I just posted my exit story... Not too interesting but felt the need to post it to get it off my chest and move on in my life.

http://exmormon.org/phorum/read.php?3,1684756

So my question is, were any of you extremely active in church when you decided to leave. As of now we hold church callings, my husband is the ward membership clerk, and I'm in the primary(in nursery with 4 other nursery workers) and also a relief society worker who helps plan activities. As far as I know we don't plan on going back, ever. Should we tell people to release us? I really dont want to draw attention to myself, but i don't think we will be able to avoid it. I was on a walk in our neighborhood when one of the ladies from primary presidency pulled over and said she missed us on sunday, and I sort of said yep and it was kind of akward and we said bye to eachother and she drove off. And that was with only missing ONE time. I don't really feel like i need to lie or come up with an excuse to miss church. I also feel like it's no one's business if we don't go, i just don't want people to pester us about it.

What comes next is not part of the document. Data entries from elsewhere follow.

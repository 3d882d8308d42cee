//! Per-style log of recent render failures.
//!
//! Failures accumulate in insertion order until the next successful render of
//! the same style clears them. The list is bounded; when full, the oldest
//! entry is dropped first.

use std::collections::VecDeque;

use chrono::{DateTime, Utc};
use dashmap::DashMap;

/// Default number of entries kept per style.
pub const DEFAULT_LEDGER_CAPACITY: usize = 32;

/// One recorded failure.
#[derive(Debug, Clone, PartialEq)]
pub struct ErrorLogEntry {
    pub style_id: String,
    pub message: String,
    pub timestamp: DateTime<Utc>,
}

/// Process-wide error ledger keyed by style id.
#[derive(Debug)]
pub struct ErrorLedger {
    capacity: usize,
    entries: DashMap<String, VecDeque<ErrorLogEntry>>,
}

impl Default for ErrorLedger {
    fn default() -> Self {
        Self::new(DEFAULT_LEDGER_CAPACITY)
    }
}

impl ErrorLedger {
    /// Creates a ledger holding at most `capacity` entries per style.
    ///
    /// A capacity of zero is raised to one so the latest failure is always
    /// reported.
    pub fn new(capacity: usize) -> Self {
        Self {
            capacity: capacity.max(1),
            entries: DashMap::new(),
        }
    }

    pub fn capacity(&self) -> usize {
        self.capacity
    }

    /// Appends a failure and returns the style's messages, oldest first.
    pub fn record(&self, style_id: &str, message: impl Into<String>) -> Vec<String> {
        let entry = ErrorLogEntry {
            style_id: style_id.to_string(),
            message: message.into(),
            timestamp: Utc::now(),
        };

        let mut log = self.entries.entry(style_id.to_string()).or_default();
        if log.len() >= self.capacity {
            log.pop_front();
        }
        log.push_back(entry);
        log.iter().map(|e| e.message.clone()).collect()
    }

    /// Forgets every failure of a style.
    pub fn clear(&self, style_id: &str) {
        self.entries.remove(style_id);
    }

    /// Messages for a style, oldest first.
    pub fn messages(&self, style_id: &str) -> Vec<String> {
        self.entries
            .get(style_id)
            .map(|log| log.iter().map(|e| e.message.clone()).collect())
            .unwrap_or_default()
    }

    /// Full entries for a style, oldest first.
    pub fn entries(&self, style_id: &str) -> Vec<ErrorLogEntry> {
        self.entries
            .get(style_id)
            .map(|log| log.iter().cloned().collect())
            .unwrap_or_default()
    }

    /// Joins messages with `|` for the `errors` cookie.
    pub fn encode(messages: &[String]) -> String {
        messages.join("|")
    }
}

#[cfg(test)]
mod tests {
    use super::*;

    #[test]
    fn test_record_returns_all_messages_in_order() {
        let ledger = ErrorLedger::default();
        assert_eq!(ledger.record("style", "first"), vec!["first"]);
        assert_eq!(ledger.record("style", "second"), vec!["first", "second"]);
        assert_eq!(
            ErrorLedger::encode(&ledger.messages("style")),
            "first|second"
        );
    }

    #[test]
    fn test_clear_resets_style_only() {
        let ledger = ErrorLedger::default();
        ledger.record("a", "boom");
        ledger.record("b", "bang");

        ledger.clear("a");

        assert!(ledger.messages("a").is_empty());
        assert_eq!(ledger.messages("b"), vec!["bang"]);
    }

    #[test]
    fn test_concurrent_records_are_not_lost() {
        let ledger = std::sync::Arc::new(ErrorLedger::new(64));
        let handles: Vec<_> = (0..4)
            .map(|t| {
                let ledger = std::sync::Arc::clone(&ledger);
                std::thread::spawn(move || {
                    for i in 0..10 {
                        ledger.record("style", format!("t{}-{}", t, i));
                    }
                })
            })
            .collect();
        for handle in handles {
            handle.join().unwrap();
        }

        let messages = ledger.messages("style");
        assert_eq!(messages.len(), 40);
        for t in 0..4 {
            let own: Vec<_> = messages
                .iter()
                .filter(|m| m.starts_with(&format!("t{}-", t)))
                .cloned()
                .collect();
            let expected: Vec<_> = (0..10).map(|i| format!("t{}-{}", t, i)).collect();
            assert_eq!(own, expected, "thread {} lost or reordered entries", t);
        }
    }

    #[test]
    fn test_concurrent_records_respect_capacity() {
        let ledger = std::sync::Arc::new(ErrorLedger::new(8));
        let handles: Vec<_> = (0..4)
            .map(|t| {
                let ledger = std::sync::Arc::clone(&ledger);
                std::thread::spawn(move || {
                    for i in 0..50 {
                        let seen = ledger.record("style", format!("t{}-{}", t, i));
                        assert!(seen.len() <= 8);
                        if i % 10 == 0 {
                            ledger.clear("style");
                        }
                    }
                })
            })
            .collect();
        for handle in handles {
            handle.join().unwrap();
        }

        assert!(ledger.messages("style").len() <= 8);
        ledger.record("style", "last");
        assert_eq!(ledger.messages("style").last().map(String::as_str), Some("last"));
    }

    #[test]
    fn test_capacity_drops_oldest() {
        let ledger = ErrorLedger::new(3);
        for i in 0..5 {
            ledger.record("style", format!("error {}", i));
        }
        assert_eq!(
            ledger.messages("style"),
            vec!["error 2", "error 3", "error 4"]
        );
    }

    #[test]
    fn test_zero_capacity_keeps_latest() {
        let ledger = ErrorLedger::new(0);
        ledger.record("style", "old");
        assert_eq!(ledger.record("style", "new"), vec!["new"]);
    }

    #[test]
    fn test_entries_carry_style_and_time() {
        let before = Utc::now();
        let ledger = ErrorLedger::default();
        ledger.record("style", "boom");

        let entries = ledger.entries("style");
        assert_eq!(entries.len(), 1);
        assert_eq!(entries[0].style_id, "style");
        assert!(entries[0].timestamp >= before);
    }

    #[test]
    fn test_encode_empty() {
        assert_eq!(ErrorLedger::encode(&[]), "");
    }
}
//! Configuration file handling for `~/.tilestudio/config.ini`.
//!
//! Every key is optional; missing keys keep their defaults. Parsing lives in
//! [`parser`] and serialization in [`writer`].

mod parser;
mod writer;

use std::net::SocketAddr;
use std::path::{Path, PathBuf};

use ini::Ini;
use thiserror::Error;

use crate::compose::{DEFAULT_JPEG_QUALITY, DEFAULT_WORKERS};
use crate::fetch::{DEFAULT_CACHE_MAX_AGE, DEFAULT_GRID_MAX_AGE};
use crate::ledger::DEFAULT_LEDGER_CAPACITY;
use crate::request::DEFAULT_PIXEL_LIMIT;
use crate::service::ServiceConfig;

/// Default listen address.
pub const DEFAULT_BIND: &str = "127.0.0.1:3000";

/// Default log file name.
pub const DEFAULT_LOG_FILE: &str = "tilestudio.log";

/// Configuration file errors.
#[derive(Debug, Error)]
pub enum ConfigFileError {
    /// Failed to read config file
    #[error("Failed to read config file: {0}")]
    ReadError(#[from] ini::Error),

    /// Failed to write config file
    #[error("Failed to write config file: {0}")]
    WriteError(String),

    /// Invalid configuration value
    #[error("Invalid configuration: {section}.{key} = '{value}' - {reason}")]
    InvalidValue {
        section: String,
        key: String,
        value: String,
        reason: String,
    },

    /// Failed to create config directory
    #[error("Failed to create config directory: {0}")]
    DirectoryError(std::io::Error),
}

/// `[server]`
#[derive(Debug, Clone, PartialEq, Eq)]
pub struct ServerSettings {
    pub bind: SocketAddr,
}

/// `[tiles]`
#[derive(Debug, Clone, PartialEq, Eq)]
pub struct TileSettings {
    pub cache_max_age: u64,
    pub grid_max_age: u64,
}

/// `[static]`
#[derive(Debug, Clone, PartialEq, Eq)]
pub struct StaticSettings {
    pub pixel_limit: u64,
    pub workers: usize,
    pub jpeg_quality: u8,
}

/// `[ledger]`
#[derive(Debug, Clone, PartialEq, Eq)]
pub struct LedgerSettings {
    pub capacity: usize,
}

/// `[logging]`
#[derive(Debug, Clone, PartialEq, Eq)]
pub struct LoggingSettings {
    pub directory: PathBuf,
    pub file: String,
}

/// Complete user configuration.
#[derive(Debug, Clone, PartialEq, Eq)]
pub struct ConfigFile {
    pub server: ServerSettings,
    pub tiles: TileSettings,
    pub static_maps: StaticSettings,
    pub ledger: LedgerSettings,
    pub logging: LoggingSettings,
}

impl Default for ConfigFile {
    fn default() -> Self {
        Self {
            server: ServerSettings {
                bind: SocketAddr::from(([127, 0, 0, 1], 3000)),
            },
            tiles: TileSettings {
                cache_max_age: DEFAULT_CACHE_MAX_AGE,
                grid_max_age: DEFAULT_GRID_MAX_AGE,
            },
            static_maps: StaticSettings {
                pixel_limit: DEFAULT_PIXEL_LIMIT,
                workers: DEFAULT_WORKERS,
                jpeg_quality: DEFAULT_JPEG_QUALITY,
            },
            ledger: LedgerSettings {
                capacity: DEFAULT_LEDGER_CAPACITY,
            },
            logging: LoggingSettings {
                directory: config_directory().join("logs"),
                file: DEFAULT_LOG_FILE.to_string(),
            },
        }
    }
}

impl ConfigFile {
    /// Load configuration from the default path (~/.tilestudio/config.ini).
    pub fn load() -> Result<Self, ConfigFileError> {
        Self::load_from(&config_file_path())
    }

    /// Load configuration from a specific path.
    ///
    /// If the file doesn't exist, returns defaults.
    pub fn load_from(path: &Path) -> Result<Self, ConfigFileError> {
        if !path.exists() {
            return Ok(Self::default());
        }

        let ini = Ini::load_from_file(path)?;
        parser::parse_ini(&ini)
    }

    /// Save configuration to a specific path.
    pub fn save_to(&self, path: &Path) -> Result<(), ConfigFileError> {
        if let Some(parent) = path.parent() {
            std::fs::create_dir_all(parent).map_err(ConfigFileError::DirectoryError)?;
        }

        let content = writer::to_config_string(self);
        std::fs::write(path, content).map_err(|e| ConfigFileError::WriteError(e.to_string()))
    }

    /// Create the default config file if it doesn't exist.
    ///
    /// Returns the path to the config file.
    pub fn ensure_exists() -> Result<PathBuf, ConfigFileError> {
        let path = config_file_path();
        if !path.exists() {
            Self::default().save_to(&path)?;
        }
        Ok(path)
    }

    /// Pipeline tunables derived from this file.
    pub fn to_service_config(&self) -> ServiceConfig {
        ServiceConfig::default()
            .with_cache_max_age(self.tiles.cache_max_age)
            .with_grid_max_age(self.tiles.grid_max_age)
            .with_pixel_limit(self.static_maps.pixel_limit)
            .with_workers(self.static_maps.workers)
            .with_jpeg_quality(self.static_maps.jpeg_quality)
            .with_ledger_capacity(self.ledger.capacity)
    }
}

/// Get the path to the config directory (~/.tilestudio).
pub fn config_directory() -> PathBuf {
    dirs::home_dir()
        .unwrap_or_else(|| PathBuf::from("."))
        .join(".tilestudio")
}

/// Get the path to the config file (~/.tilestudio/config.ini).
pub fn config_file_path() -> PathBuf {
    config_directory().join("config.ini")
}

We are pretty new to the ward, only been here two years, don't really have any friends. I pretty much have only one friend in the ward. I just hope they only pay us much attention to us as when we had a baby, or when my daughter was in the hospital for three days (which was pretty much no attention at all). We've never had home teachers, and I could probably count on one hand how many times I've been visited by VT.I just feel like with us being active and going with the flo no one really cares about us much, but once we start missing church then people will start to notice, and THEN they're start to care.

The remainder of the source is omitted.